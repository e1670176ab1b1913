//! login, logout, whoami and navigate

use anyhow::{bail, Context, Result};
use flowreg_app::workflows::auth;
use std::fmt::Write as _;
use std::io::BufRead;

use super::HandlerContext;
use crate::output::render_decision;

/// Environment variable read when `--password` is omitted.
pub const PASSWORD_ENV: &str = "FLOWREG_PASSWORD";

/// Password from the flag, then `FLOWREG_PASSWORD`, then one line of stdin.
pub fn resolve_password(flag: Option<String>) -> Result<String> {
    if let Some(password) = flag.or_else(|| std::env::var(PASSWORD_ENV).ok()) {
        return Ok(password);
    }
    let mut line = String::new();
    std::io::stdin()
        .lock()
        .read_line(&mut line)
        .context("reading password from stdin")?;
    let password = line.trim_end_matches(['\r', '\n']).to_string();
    if password.is_empty() {
        bail!("no password given (use --password, {PASSWORD_ENV} or stdin)");
    }
    Ok(password)
}

/// Log in and report where the console would go next.
pub async fn handle_login(ctx: &HandlerContext, username: &str, password: &str) -> Result<String> {
    let target = auth::login(ctx.core(), username, password).await?;
    if !ctx.persists_tokens() {
        tracing::warn!("no store configured; the session ends with this process");
    }
    let name = ctx
        .core()
        .session()
        .read(|s| s.display_name().map(str::to_string))
        .unwrap_or_else(|| username.to_string());
    Ok(format!("logged in as {name}\nnext: {target}"))
}

/// Clear the token and the session.
pub async fn handle_logout(ctx: &HandlerContext) -> Result<String> {
    auth::logout(ctx.core()).await;
    Ok("logged out".to_string())
}

/// Describe the identity behind the stored token.
pub async fn handle_whoami(ctx: &HandlerContext) -> Result<String> {
    let user = auth::refresh_identity(ctx.core()).await?;
    let session = ctx.core().session().snapshot();

    let mut out = String::new();
    let _ = writeln!(out, "identity:   {}", user.identity);
    let _ = writeln!(out, "anonymous:  {}", user.anonymous);
    let _ = writeln!(out, "can logout: {}", session.can_logout);
    if let Some(expires) = ctx.core().store().get_item_expiration(flowreg_app::JWT_KEY).await {
        let _ = writeln!(out, "token expires (ms): {expires}");
    }
    out.push_str("permissions:");
    for (resource, p) in user.resource_permissions.iter() {
        let _ = write!(
            out,
            "\n  {resource:<20} read={} write={} delete={}",
            p.can_read, p.can_write, p.can_delete
        );
    }
    Ok(out)
}

/// Run `url` through the gate and print the decision.
pub async fn handle_navigate(ctx: &HandlerContext, url: &str) -> Result<String> {
    let decision = ctx.core().gate().authorize_url(url).await;
    Ok(render_decision(url, &decision))
}
//! Console configuration
//!
//! Loaded from TOML, then overlaid with `FLOWREG_*` environment variables,
//! then validated. Every field has a default so an empty file is valid.
//!
//! ```toml
//! base_url = "https://registry.example.com:18443"
//! store_path = "/home/alice/.config/flowreg/store.json"
//! request_timeout_secs = 30
//! log_level = "info"
//! buckets_permission_check = "present"
//! ```

use serde::{Deserialize, Serialize};
use std::path::{Path, PathBuf};

use crate::types::BucketsPermissionCheck;

/// Base path of the registry REST API.
pub const DEFAULT_API_PATH: &str = "/nifi-registry-api";

/// Default registry location.
pub const DEFAULT_BASE_URL: &str = "http://localhost:18080";

/// Default request timeout in seconds.
pub const DEFAULT_REQUEST_TIMEOUT_SECS: u64 = 30;

/// Prefix for environment overrides.
pub const ENV_PREFIX: &str = "FLOWREG_";

/// Configuration errors.
#[derive(Debug, Clone, PartialEq, Eq, thiserror::Error)]
pub enum ConfigError {
    /// The config file could not be read
    #[error("Failed to read config file {path}: {reason}")]
    Read {
        /// Path of the config file
        path: String,
        /// Underlying I/O error
        reason: String,
    },
    /// The config file is not valid TOML
    #[error("Invalid TOML: {0}")]
    Parse(String),
    /// A value failed validation
    #[error("Invalid value for {key}: {reason}")]
    InvalidValue {
        /// Config key
        key: String,
        /// Why the value was rejected
        reason: String,
    },
}

impl ConfigError {
    fn invalid(key: &str, reason: impl Into<String>) -> Self {
        Self::InvalidValue {
            key: key.to_string(),
            reason: reason.into(),
        }
    }
}

/// Settings shared by the client, the application core and the terminal.
#[derive(Debug, Clone, PartialEq, Eq, Serialize, Deserialize)]
#[serde(default)]
pub struct ConsoleConfig {
    /// Scheme, host and port of the registry
    pub base_url: String,
    /// REST API base path appended to `base_url`
    pub api_path: String,
    /// File backing the local expiring store; in-memory when unset
    pub store_path: Option<PathBuf>,
    /// Per-request timeout
    pub request_timeout_secs: u64,
    /// Default tracing filter
    pub log_level: String,
    /// Post-resolution check used by the workflow-administration gate
    pub buckets_permission_check: BucketsPermissionCheck,
}

impl Default for ConsoleConfig {
    fn default() -> Self {
        Self {
            base_url: DEFAULT_BASE_URL.to_string(),
            api_path: DEFAULT_API_PATH.to_string(),
            store_path: None,
            request_timeout_secs: DEFAULT_REQUEST_TIMEOUT_SECS,
            log_level: "info".to_string(),
            buckets_permission_check: BucketsPermissionCheck::default(),
        }
    }
}

impl ConsoleConfig {
    /// Parse a TOML document.
    pub fn from_toml_str(content: &str) -> Result<Self, ConfigError> {
        toml::from_str(content).map_err(|e| ConfigError::Parse(e.to_string()))
    }

    /// Load configuration from a file.
    pub fn load_from_file(path: &Path) -> Result<Self, ConfigError> {
        let content = std::fs::read_to_string(path).map_err(|e| ConfigError::Read {
            path: path.display().to_string(),
            reason: e.to_string(),
        })?;
        Self::from_toml_str(&content)
    }

    /// Overlay `FLOWREG_*` variables from the process environment.
    pub fn merge_with_env(&mut self) -> Result<(), ConfigError> {
        self.merge_with_vars(std::env::vars())
    }

    /// Overlay `FLOWREG_*` variables from an explicit iterator.
    ///
    /// Unknown `FLOWREG_` keys are ignored.
    pub fn merge_with_vars<I>(&mut self, vars: I) -> Result<(), ConfigError>
    where
        I: IntoIterator<Item = (String, String)>,
    {
        for (key, value) in vars {
            let Some(name) = key.strip_prefix(ENV_PREFIX) else {
                continue;
            };
            match name {
                "BASE_URL" => self.base_url = value,
                "API_PATH" => self.api_path = value,
                "STORE_PATH" => self.store_path = Some(PathBuf::from(value)),
                "LOG_LEVEL" => self.log_level = value,
                "REQUEST_TIMEOUT_SECS" => {
                    self.request_timeout_secs = value
                        .parse()
                        .map_err(|_| ConfigError::invalid("request_timeout_secs", value))?;
                }
                "BUCKETS_PERMISSION_CHECK" => {
                    self.buckets_permission_check = value
                        .parse()
                        .map_err(|e: String| ConfigError::invalid("buckets_permission_check", e))?;
                }
                other => tracing::debug!(key = other, "ignoring unknown environment override"),
            }
        }
        Ok(())
    }

    /// Validate the configuration
    pub fn validate(&self) -> Result<(), ConfigError> {
        if !(self.base_url.starts_with("http://") || self.base_url.starts_with("https://")) {
            return Err(ConfigError::invalid(
                "base_url",
                "must start with http:// or https://",
            ));
        }
        if !self.api_path.starts_with('/') {
            return Err(ConfigError::invalid("api_path", "must start with '/'"));
        }
        if self.request_timeout_secs == 0 {
            return Err(ConfigError::invalid(
                "request_timeout_secs",
                "must be greater than 0",
            ));
        }
        Ok(())
    }

    /// Full API root, e.g. `http://localhost:18080/nifi-registry-api`.
    pub fn api_base(&self) -> String {
        format!(
            "{}{}",
            self.base_url.trim_end_matches('/'),
            self.api_path.trim_end_matches('/')
        )
    }
}
//! # Session State
//!
//! The identity behind the console and the permissions the backend reported
//! for it. There is one [`Session`] per console instance, reached through a
//! cloneable [`SessionContext`] handle that is passed explicitly to the gate,
//! the workflows and the frontends.
//!
//! ## Navigation generations
//!
//! Every navigation that needs identity resolution takes a new generation
//! number. A resolution only writes its result if its generation is still the
//! latest, so a slow response for an abandoned navigation cannot overwrite
//! the session or trigger a stale redirect.

use flowreg_core::{resources, CurrentUser, PermissionSet};
use parking_lot::RwLock;
use serde::{Deserialize, Serialize};
use std::sync::Arc;

/// The resolved principal.
#[derive(Clone, Debug, PartialEq, Eq, Serialize, Deserialize)]
pub struct Identity {
    /// Identity string reported by the backend
    pub id: String,
    /// Name shown in the console
    pub display_name: String,
    /// True for the anonymous principal
    pub is_anonymous: bool,
}

impl Identity {
    /// Identity from a `GET /access` response.
    pub fn from_current_user(user: &CurrentUser) -> Self {
        Self {
            id: user.identity.clone(),
            display_name: user.identity.clone(),
            is_anonymous: user.anonymous,
        }
    }
}

/// Session snapshot.
#[derive(Clone, Debug, Default, PartialEq, Eq, Serialize, Deserialize)]
pub struct Session {
    /// `None` until the gate resolves the identity
    pub identity: Option<Identity>,
    /// Whether the frontend offers a logout action
    pub can_logout: bool,
    /// Where the last gated navigation was headed
    pub redirect_url: Option<String>,
    /// Permissions reported with the identity
    pub permissions: PermissionSet,
    /// Set once a non-anonymous identity with top-level read passed the gate
    pub resources_cleared: bool,
    /// Bumped by every navigation that needs resolution
    pub navigation_generation: u64,
}

impl Session {
    /// Identity resolved and anonymous.
    pub fn is_known_anonymous(&self) -> bool {
        self.identity.as_ref().is_some_and(|i| i.is_anonymous)
    }

    /// Identity resolved and not anonymous.
    pub fn is_authenticated(&self) -> bool {
        self.identity.as_ref().is_some_and(|i| !i.is_anonymous)
    }

    /// Name of the resolved identity.
    pub fn display_name(&self) -> Option<&str> {
        self.identity.as_ref().map(|i| i.display_name.as_str())
    }

    /// `can_read` of the reported permissions.
    pub fn can_read(&self, resource: &str) -> bool {
        self.permissions.can_read(resource)
    }

    /// Read access to at least one administrative resource.
    pub fn has_top_level_read(&self) -> bool {
        self.can_read(resources::ANY_TOP_LEVEL_RESOURCE)
    }
}

/// Shared handle to the console's single session.
#[derive(Clone, Debug, Default)]
pub struct SessionContext {
    inner: Arc<RwLock<Session>>,
}

impl SessionContext {
    /// Unresolved session.
    pub fn new() -> Self {
        Self::default()
    }

    /// Clone of the current state.
    pub fn snapshot(&self) -> Session {
        self.inner.read().clone()
    }

    /// Read the session without cloning it.
    pub fn read<R>(&self, f: impl FnOnce(&Session) -> R) -> R {
        f(&self.inner.read())
    }

    /// Mutate the session under the write lock.
    pub fn update<R>(&self, f: impl FnOnce(&mut Session) -> R) -> R {
        f(&mut self.inner.write())
    }

    /// Latest navigation generation.
    pub fn generation(&self) -> u64 {
        self.inner.read().navigation_generation
    }

    /// Start a navigation that needs resolution; returns its generation.
    pub fn begin_navigation(&self, redirect_url: Option<&str>) -> u64 {
        let mut session = self.inner.write();
        session.navigation_generation += 1;
        if let Some(url) = redirect_url {
            session.redirect_url = Some(url.to_string());
        }
        session.navigation_generation
    }

    /// Whether no newer navigation has started since `generation`.
    pub fn is_current(&self, generation: u64) -> bool {
        self.generation() == generation
    }

    /// Run `f` only if `generation` is still the latest navigation.
    ///
    /// The check and the write happen under one lock.
    pub fn update_if_current<R>(
        &self,
        generation: u64,
        f: impl FnOnce(&mut Session) -> R,
    ) -> Option<R> {
        let mut session = self.inner.write();
        if session.navigation_generation != generation {
            return None;
        }
        Some(f(&mut session))
    }

    /// Replace identity and permissions with what the backend reported.
    pub fn set_current_user(&self, user: &CurrentUser) {
        let mut session = self.inner.write();
        apply_current_user(&mut session, user);
    }

    /// Back to the unresolved state.
    ///
    /// The generation keeps counting so in-flight resolutions are dropped.
    pub fn clear(&self) {
        let mut session = self.inner.write();
        let generation = session.navigation_generation + 1;
        *session = Session {
            navigation_generation: generation,
            ..Session::default()
        };
    }
}

pub(crate) fn apply_current_user(session: &mut Session, user: &CurrentUser) {
    session.identity = Some(Identity::from_current_user(user));
    session.permissions = user.resource_permissions.clone();
    if user.anonymous {
        session.can_logout = false;
        session.resources_cleared = false;
    }
}

#[cfg(test)]
mod tests {
    use super::*;
    use flowreg_core::Permissions;

    fn alice() -> CurrentUser {
        CurrentUser {
            identity: "alice".into(),
            anonymous: false,
            resource_permissions: PermissionSet::new()
                .with(resources::ANY_TOP_LEVEL_RESOURCE, Permissions::read_only()),
        }
    }

    #[test]
    fn test_new_session_is_unresolved() {
        let session = SessionContext::new().snapshot();
        assert!(session.identity.is_none());
        assert!(!session.is_known_anonymous());
        assert!(!session.is_authenticated());
        assert!(session.permissions.is_empty());
    }

    #[test]
    fn test_set_current_user() {
        let ctx = SessionContext::new();
        ctx.set_current_user(&alice());

        let session = ctx.snapshot();
        assert!(session.is_authenticated());
        assert_eq!(session.display_name(), Some("alice"));
        assert!(session.has_top_level_read());
    }

    #[test]
    fn test_stale_generation_does_not_write() {
        let ctx = SessionContext::new();
        let first = ctx.begin_navigation(Some("/administration/users"));
        let second = ctx.begin_navigation(Some("/explorer/grid-list"));

        assert!(ctx
            .update_if_current(first, |s| apply_current_user(s, &alice()))
            .is_none());
        assert!(ctx.snapshot().identity.is_none());
        assert_eq!(
            ctx.snapshot().redirect_url.as_deref(),
            Some("/explorer/grid-list")
        );

        assert!(ctx.update_if_current(second, |_| ()).is_some());
    }

    #[test]
    fn test_clear_resets_and_supersedes() {
        let ctx = SessionContext::new();
        let pending = ctx.begin_navigation(None);
        ctx.update(|s| {
            apply_current_user(s, &alice());
            s.can_logout = true;
            s.resources_cleared = true;
        });

        ctx.clear();

        let session = ctx.snapshot();
        assert!(session.identity.is_none());
        assert!(!session.can_logout);
        assert!(!session.resources_cleared);
        assert!(!ctx.is_current(pending));
    }
}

★ ★ ★ ★ ★ ★ ★

■ Exercise objective
From the records above, quote only the lines running from the line with "let mut line = String::new();" to the line with "from TOML, then", both lines included.

■ Exercise output
    let mut line = String::new();
    std::io::stdin()
        .lock()
        .read_line(&mut line)
        .context("reading password from stdin")?;
    let password = line.trim_end_matches(['\r', '\n']).to_string();
    if password.is_empty() {
        bail!("no password given (use --password, {PASSWORD_ENV} or stdin)");
    }
    Ok(password)
}

/// Log in and report where the console would go next.
pub async fn handle_login(ctx: &HandlerContext, username: &str, password: &str) -> Result<String> {
    let target = auth::login(ctx.core(), username, password).await?;
    if !ctx.persists_tokens() {
        tracing::warn!("no store configured; the session ends with this process");
    }
    let name = ctx
        .core()
        .session()
        .read(|s| s.display_name().map(str::to_string))
        .unwrap_or_else(|| username.to_string());
    Ok(format!("logged in as {name}\nnext: {target}"))
}

/// Clear the token and the session.
pub async fn handle_logout(ctx: &HandlerContext) -> Result<String> {
    auth::logout(ctx.core()).await;
    Ok("logged out".to_string())
}

/// Describe the identity behind the stored token.
pub async fn handle_whoami(ctx: &HandlerContext) -> Result<String> {
    let user = auth::refresh_identity(ctx.core()).await?;
    let session = ctx.core().session().snapshot();

    let mut out = String::new();
    let _ = writeln!(out, "identity:   {}", user.identity);
    let _ = writeln!(out, "anonymous:  {}", user.anonymous);
    let _ = writeln!(out, "can logout: {}", session.can_logout);
    if let Some(expires) = ctx.core().store().get_item_expiration(flowreg_app::JWT_KEY).await {
        let _ = writeln!(out, "token expires (ms): {expires}");
    }
    out.push_str("permissions:");
    for (resource, p) in user.resource_permissions.iter() {
        let _ = write!(
            out,
            "\n  {resource:<20} read={} write={} delete={}",
            p.can_read, p.can_write, p.can_delete
        );
    }
    Ok(out)
}

/// Run `url` through the gate and print the decision.
pub async fn handle_navigate(ctx: &HandlerContext, url: &str) -> Result<String> {
    let decision = ctx.core().gate().authorize_url(url).await;
    Ok(render_decision(url, &decision))
}
//! Console configuration
//!
//! Loaded from TOML, then overlaid with `FLOWREG_*` environment variables,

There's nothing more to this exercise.